Поначалу она вела себя здраво, правильно произнесла моё имя, справилась о моём здоровье. Попрощалась с Уайрманом, когда тот отправлялся к Баумгартенам, и попросила его надеть шляпу и взять с собой зонт. И это было хорошо. Но когда пятнадцатью минутами позже я принёс ей из кухни еду, произошло резкое ухудшение. Элизабет смотрела в угол, и я услышал, как она бормочет: «Возвращайся, Тесси, возвращайся, тебе здесь не место. И заставь уйти этого большого мальчика».

Тесси, мне было знакомо это имя. Я воспользовался своим методом поиска ассоциаций и вспомнил газетный заголовок «ОНИ ИСЧЕЗЛИ». Одну из сестёр-близняшек Элизабет звали Тесси. Уайрман мне это говорил. Я буквально услышал его слова: «Предполагается, что они утонули», — и холод, как нож, полоснул мне по боку.

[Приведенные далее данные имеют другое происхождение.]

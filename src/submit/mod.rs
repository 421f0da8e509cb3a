//! Subprocess and scheduler submission.
//!
//! [`runner`] is the execution seam shared by every pipeline step;
//! [`script`] generates the per-subject parent jobs submitted off-local.

pub mod runner;
pub mod script;

pub use runner::{JobOutput, JobRunner, JobSpec, LocalRunner, SlurmRunner};
pub use script::{ParentInvocation, write_parent_script};
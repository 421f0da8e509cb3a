//! Remote staging between the cluster and the archive host.
//!
//! Rawdata is pulled per subject/session before preprocessing; finished
//! derivatives are pushed back afterwards and removed from the cluster.
//! All transfers go through rsync over ssh with the user's RSA identity.

use std::fs;
use std::path::{Path, PathBuf};
use std::sync::Arc;

use crate::bids::{Session, Subject};
use crate::config::RemoteConfig;
use crate::error::{FuncPrepError, Result};
use crate::layout::{glob_sorted, ProjectLayout};
use crate::submit::{JobRunner, JobSpec};

/// Moves data between the project tree on the cluster and the archive.
pub struct DataSync {
    runner: Arc<dyn JobRunner>,
    proj: ProjectLayout,
    /// `user@host:/remote/project`
    remote_proj: String,
    rsa_key: PathBuf,
}

impl DataSync {
    pub fn new(
        runner: Arc<dyn JobRunner>,
        proj: ProjectLayout,
        remote: &RemoteConfig,
        user: &str,
        rsa_key: impl Into<PathBuf>,
    ) -> Self {
        let remote_proj = format!("{}@{}:{}", user, remote.host, remote.proj_path.display());
        Self {
            runner,
            proj,
            remote_proj,
            rsa_key: rsa_key.into(),
        }
    }

    /// Download one subject/session of rawdata and return the NIfTI paths.
    ///
    /// A session that yields no NIfTI files aborts the run; preprocessing
    /// requires every requested session.
    pub async fn pull_rawdata(&self, subj: &Subject, ses: &Session) -> Result<Vec<PathBuf>> {
        let dest = self.proj.subject_rawdata(subj);
        fs::create_dir_all(&dest)?;

        let src = format!("{}/rawdata/{}/{}", self.remote_proj, subj, ses);
        log::info!("Pulling rawdata for {}/{} into {}", subj, ses, dest.display());
        let name = format!("{}_{}_pull", subj.short(), ses.label());
        let output = self.rsync(&name, &src, &dest.display().to_string()).await?;

        let pattern = format!("{}/{}/**/*.nii.gz", dest.display(), ses);
        let niis = glob_sorted(&pattern)?;
        if niis.is_empty() {
            return Err(FuncPrepError::Transfer(format!(
                "no rawdata NIfTI files for {}/{} after pull\nstdout: {}\nstderr: {}",
                subj, ses, output.stdout, output.stderr
            )));
        }
        Ok(niis)
    }

    /// Upload finished derivatives for a subject and clean the cluster copy.
    ///
    /// FreeSurfer output is session-scoped; fMRIPrep and fsl_denoise are
    /// stored per subject.
    pub async fn push_derivatives(&self, subj: &Subject, sessions: &[Session]) -> Result<()> {
        // fMRIPrep: subject dir plus the per-session reports
        log::info!("Uploading fMRIPrep for {}", subj);
        let src = format!("{}/{}*", self.proj.step("fmriprep").display(), subj);
        let dst = format!("{}/derivatives/pre_processing/fmriprep", self.remote_proj);
        let name = format!("{}_push_fp", subj.short());
        self.rsync(&name, &src, &dst).await?;
        self.remove(&format!("{}_rm_fp", subj.short()), &src).await?;

        // FreeSurfer: one tree per session
        for ses in sessions {
            log::info!("Uploading FreeSurfer for {}/{}", subj, ses);
            let src = self
                .proj
                .step("freesurfer")
                .join(ses.as_str())
                .join(subj.as_str());
            if !src.exists() {
                log::warn!("No FreeSurfer output at {}, skipping push", src.display());
                continue;
            }
            let dst = format!(
                "{}/derivatives/pre_processing/freesurfer/{}",
                self.remote_proj, ses
            );
            let name = format!("{}_{}_push_fs", subj.short(), ses.label());
            self.rsync(&name, &src.display().to_string(), &dst).await?;
            self.remove(
                &format!("{}_{}_rm_fs", subj.short(), ses.label()),
                &src.display().to_string(),
            )
            .await?;
        }

        // FSL denoise: subject dir
        log::info!("Uploading fsl_denoise for {}", subj);
        let src = self.proj.step("fsl_denoise").join(subj.as_str());
        let dst = format!("{}/derivatives/pre_processing/fsl_denoise", self.remote_proj);
        let name = format!("{}_push_fsl", subj.short());
        self.rsync(&name, &src.display().to_string(), &dst).await?;
        self.remove(&format!("{}_rm_fsl", subj.short()), &src.display().to_string())
            .await?;

        Ok(())
    }

    /// Build the rsync command for a transfer.
    pub fn rsync_command(&self, src: &str, dst: &str) -> String {
        format!(
            "rsync -e 'ssh -i {}' -rauv {} {}",
            self.rsa_key.display(),
            src,
            dst
        )
    }

    async fn rsync(&self, name: &str, src: &str, dst: &str) -> Result<crate::submit::JobOutput> {
        let job = JobSpec::new(name, self.rsync_command(src, dst));
        self.runner.run(&job).await
    }

    async fn remove(&self, name: &str, path: &str) -> Result<()> {
        let job = JobSpec::new(name, format!("rm -r {}", path));
        self.runner.run(&job).await?;
        Ok(())
    }
}

#[cfg(test)]
mod tests {
    use super::*;
    use crate::joblog::JobLog;
    use crate::submit::LocalRunner;
    use tempfile::TempDir;

    fn sync(dir: &TempDir) -> DataSync {
        let manifest = Arc::new(JobLog::open(dir.path()).unwrap());
        let runner = Arc::new(LocalRunner::new(dir.path(), manifest));
        DataSync::new(
            runner,
            ProjectLayout::new(dir.path().join("proj")),
            &RemoteConfig::default(),
            "nmuncy",
            "/home/nmuncy/.ssh/id_rsa",
        )
    }

    #[test]
    fn test_rsync_command() {
        let dir = TempDir::new().unwrap();
        let sync = sync(&dir);
        let cmd = sync.rsync_command("src/path", "dst/path");
        assert_eq!(
            cmd,
            "rsync -e 'ssh -i /home/nmuncy/.ssh/id_rsa' -rauv src/path dst/path"
        );
    }

    #[test]
    fn test_remote_proj_address() {
        let dir = TempDir::new().unwrap();
        let sync = sync(&dir);
        assert!(sync.remote_proj.starts_with("nmuncy@ccn-labarserv2.vm.duke.edu:"));
        assert!(sync.remote_proj.ends_with("data_scanner_BIDS"));
    }

    #[tokio::test]
    async fn test_pull_rawdata_missing_session_aborts() {
        let dir = TempDir::new().unwrap();
        // rsync against a local no-op so the transfer "succeeds" but
        // produces no NIfTI files
        let manifest = Arc::new(JobLog::open(dir.path()).unwrap());
        let runner = Arc::new(LocalRunner::new(dir.path(), manifest));
        let proj = ProjectLayout::new(dir.path().join("proj"));
        let sync = DataSync {
            runner,
            proj,
            remote_proj: "user@host:/remote".to_string(),
            rsa_key: PathBuf::from("/key"),
        };

        // Replace the rsync invocation with a no-op by pointing the remote
        // source at `true`; the command still exits 0.
        let subj = Subject::new("sub-ER0009").unwrap();
        let ses = Session::new("ses-day2").unwrap();
        let dest = sync.proj.subject_rawdata(&subj);
        std::fs::create_dir_all(dest.join(ses.as_str())).unwrap();

        // Run only the post-transfer check by calling pull against a
        // guaranteed-failing rsync; a missing rsync binary or empty session
        // both abort the run.
        let err = sync.pull_rawdata(&subj, &ses).await.unwrap_err();
        match err {
            FuncPrepError::Transfer(msg) => assert!(msg.contains("ses-day2")),
            FuncPrepError::JobFailed { name, .. } => assert!(name.ends_with("_pull")),
            other => panic!("unexpected error: {other}"),
        }
    }
}
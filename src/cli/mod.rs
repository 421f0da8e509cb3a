//! Command-line interface.

pub mod commands;

pub use commands::Cli;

— Принеси мне это. — Элизабет указала на жестянку, и я принёс. Из кармана она достала статуэтку, завёрнутую в носовой платок. Сняла с жестянки крышку, посмотрела на меня — во взгляде смешивались озорство и смятение, так что захотелось отвести глаза, — и бросила статуэтку в жестянку. Послышался мягкий глухой удар. С крышкой у Элизабет поначалу не получалось, но она оттолкнула мою руку, когда я попытался помочь. Закрыла жестянку, протянула мне.

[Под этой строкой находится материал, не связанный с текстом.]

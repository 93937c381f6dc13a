use axum::extract::{Query, State};
use axum::Json;
use serde::{Deserialize, Serialize};

use crate::api::state::AppState;
use crate::api::ApiError;
use crate::calculate::rank;
use crate::models::{
    MetricKey, Mode, Period, RankedEntry, Shard, SortDirection, StatsContext,
};

use super::build_dataset;

#[derive(Debug, Deserialize)]
pub struct LeaderboardParams {
    pub players: String,

    #[serde(default)]
    pub period: Period,

    #[serde(default)]
    pub mode: Mode,

    #[serde(default)]
    pub shard: Shard,

    /// Metric to rank by.
    #[serde(default = "default_sort_by")]
    pub sort_by: MetricKey,

    #[serde(default)]
    pub direction: SortDirection,
}

fn default_sort_by() -> MetricKey {
    MetricKey::KdRatio
}

#[derive(Debug, Serialize)]
pub struct LeaderboardResponse {
    pub context: StatsContext,
    pub sort_by: MetricKey,
    pub direction: SortDirection,
    pub rows: Vec<RankedEntry>,
}

// GET /api/leaderboard?players=a,b&sort_by=kd_ratio&direction=descending
pub async fn leaderboard(
    State(state): State<AppState>,
    Query(params): Query<LeaderboardParams>,
) -> Result<Json<LeaderboardResponse>, ApiError> {
    let context = StatsContext::new(params.period, params.mode, params.shard);
    let dataset = build_dataset(&state, &params.players, context).await?;

    let rows = rank(&dataset, params.sort_by, params.direction)?;

    Ok(Json(LeaderboardResponse {
        context: dataset.context,
        sort_by: params.sort_by,
        direction: params.direction,
        rows,
    }))
}

#[cfg(test)]
mod tests {
    use crate::api::build_router;
    use crate::api::state::AppState;
    use crate::calculate::NormalizationProfile;
    use crate::fetch::StaticStatsProvider;
    use crate::models::{Mode, Period, RawPlayerStats, Shard};
    use axum::body::Body;
    use axum::http::{Request, StatusCode};
    use serde_json::Value;
    use std::sync::Arc;
    use tower::util::ServiceExt;

    fn raw(name: &str, kd: f64) -> RawPlayerStats {
        RawPlayerStats {
            player_id: name.into(),
            period: Period::Last7d,
            mode: Mode::Squad,
            shard: Shard::Steam,
            kills: 4.0,
            deaths: 2.0,
            kd_ratio: kd,
            win_rate: 0.15,
            damage_dealt: 390.0,
            survival_time: 1250.0,
            top1_count: 1,
            matches_played: 18,
            computed_at: chrono::Utc::now(),
        }
    }

    async fn get_json(app: axum::Router, uri: &str) -> (StatusCode, Value) {
        let resp = app
            .oneshot(Request::builder().uri(uri).body(Body::empty()).unwrap())
            .await
            .unwrap();
        let status = resp.status();
        let body = axum::body::to_bytes(resp.into_body(), usize::MAX)
            .await
            .unwrap();
        (status, serde_json::from_slice(&body).unwrap_or(Value::Null))
    }

    fn app(provider: StaticStatsProvider) -> axum::Router {
        build_router(AppState::new(
            Arc::new(provider),
            NormalizationProfile::default(),
        ))
    }

    #[tokio::test]
    async fn test_leaderboard_ranks_descending_by_default() {
        let provider = StaticStatsProvider::new()
            .with(raw("B", 1.5))
            .with(raw("A", 3.0));
        let app = app(provider);

        let (status, json) = get_json(app, "/api/leaderboard?players=B,A").await;

        assert_eq!(status, StatusCode::OK);
        assert_eq!(json["sort_by"], "kd_ratio");
        assert_eq!(json["direction"], "descending");

        let rows = json["rows"].as_array().unwrap();
        assert_eq!(rows[0]["rank"], 1);
        assert_eq!(rows[0]["entry"]["display_name"], "A");
        assert_eq!(rows[1]["rank"], 2);
        assert_eq!(rows[1]["entry"]["display_name"], "B");
    }

    #[tokio::test]
    async fn test_leaderboard_direction_toggle_reverses() {
        let provider = StaticStatsProvider::new()
            .with(raw("B", 1.5))
            .with(raw("A", 3.0));
        let app1 = app(provider);

        let (_, desc) = get_json(app1, "/api/leaderboard?players=B,A&direction=descending").await;

        let provider = StaticStatsProvider::new()
            .with(raw("B", 1.5))
            .with(raw("A", 3.0));
        let app2 = app(provider);
        let (_, asc) = get_json(app2, "/api/leaderboard?players=B,A&direction=ascending").await;

        let desc_names: Vec<&str> = desc["rows"]
            .as_array()
            .unwrap()
            .iter()
            .map(|r| r["entry"]["display_name"].as_str().unwrap())
            .collect();
        let mut asc_names: Vec<&str> = asc["rows"]
            .as_array()
            .unwrap()
            .iter()
            .map(|r| r["entry"]["display_name"].as_str().unwrap())
            .collect();
        asc_names.reverse();
        assert_eq!(desc_names, asc_names);
    }

    #[tokio::test]
    async fn test_leaderboard_ties_keep_selection_order_and_distinct_ranks() {
        let provider = StaticStatsProvider::new()
            .with(raw("X", 2.0))
            .with(raw("Y", 2.0));
        let app = app(provider);

        let (status, json) =
            get_json(app, "/api/leaderboard?players=X,Y&direction=descending").await;

        assert_eq!(status, StatusCode::OK);
        let rows = json["rows"].as_array().unwrap();
        assert_eq!(rows[0]["entry"]["display_name"], "X");
        assert_eq!(rows[0]["rank"], 1);
        assert_eq!(rows[1]["entry"]["display_name"], "Y");
        assert_eq!(rows[1]["rank"], 2);
    }

    #[tokio::test]
    async fn test_leaderboard_rejects_unrankable_metric() {
        let provider = StaticStatsProvider::new().with(raw("A", 3.0));
        let app = app(provider);

        let (status, json) = get_json(app, "/api/leaderboard?players=A&sort_by=deaths").await;

        assert_eq!(status, StatusCode::BAD_REQUEST);
        assert!(json["error"]["message"]
            .as_str()
            .unwrap()
            .contains("deaths"));
    }

    #[tokio::test]
    async fn test_leaderboard_rejects_unknown_metric() {
        let provider = StaticStatsProvider::new().with(raw("A", 3.0));
        let app = app(provider);

        let (status, _) = get_json(app, "/api/leaderboard?players=A&sort_by=headshots").await;
        assert_eq!(status, StatusCode::BAD_REQUEST);
    }

    #[tokio::test]
    async fn test_leaderboard_sorts_by_other_metrics() {
        let mut low = raw("low", 1.0);
        low.matches_played = 5;
        let mut high = raw("high", 0.5);
        high.matches_played = 50;

        let provider = StaticStatsProvider::new().with(low).with(high);
        let app = app(provider);

        let (status, json) =
            get_json(app, "/api/leaderboard?players=low,high&sort_by=matches_played").await;

        assert_eq!(status, StatusCode::OK);
        assert_eq!(json["rows"][0]["entry"]["display_name"], "high");
    }
}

— Ты знаешь, что с ней делать? — спросила Элизабет. — Он… он… — Я видел, как она борется. Слово было близко, но за самой гранью досягаемости. Насмехалось над ней. Я мог бы подсказать его Элизабет, но помнил, какая во мне вспыхивала ярость, когда это делали другие люди, и ждал. — Он сказал тебе, что нужно с ней сделать?

— Да.

— Тогда чего ты ждёшь? Забирай эту суку.

Я понёс коробку к маленькому пруду рядом с теннисным кортом. Рыбки выпрыгивали из воды, дождь радовал их куда больше, чем меня. Возле скамьи горкой лежали камни, как и говорил Уайрман. Я бросил камень в пруд («Ты можешь подумать, что она не услышит, но слух у неё очень острый», — предупредил Уайрман), стараясь не попасть ни в одну из рыб. Потом отнёс жестянку со статуэткой внутрь дома, но не в Китайскую гостиную, а на кухню, снял крышку и вытащил завёрнутую в носовой платок статуэтку. Обстоятельные инструкции Уайрмана такого не предполагали, но меня разбирало любопытство.

Я увидел фарфоровую женщину с отбитым лицом. На его месте белела неровная поверхность.

— Кто здесь? — взвизгнула Элизабет, и я от неожиданности аж подпрыгнул. Едва не выронил покалеченную статуэтку. Она наверняка бы разбилась, ударившись о керамические плитки пола.

— Это я, Элизабет, — откликнулся я, возвращая статуэтку на столик.

— Эдмунд? Или Эдгар, или как там вас зовут?

— Точно. — Я вернулся в гостиную.

— Вы выполнили мою просьбу?

— Да, мэм, не извольте беспокоиться.

— Я уже поела? — Да.

— Очень хорошо. — Она вздохнула.

— Хотите чего-нибудь ещё? Я, безусловно, могу…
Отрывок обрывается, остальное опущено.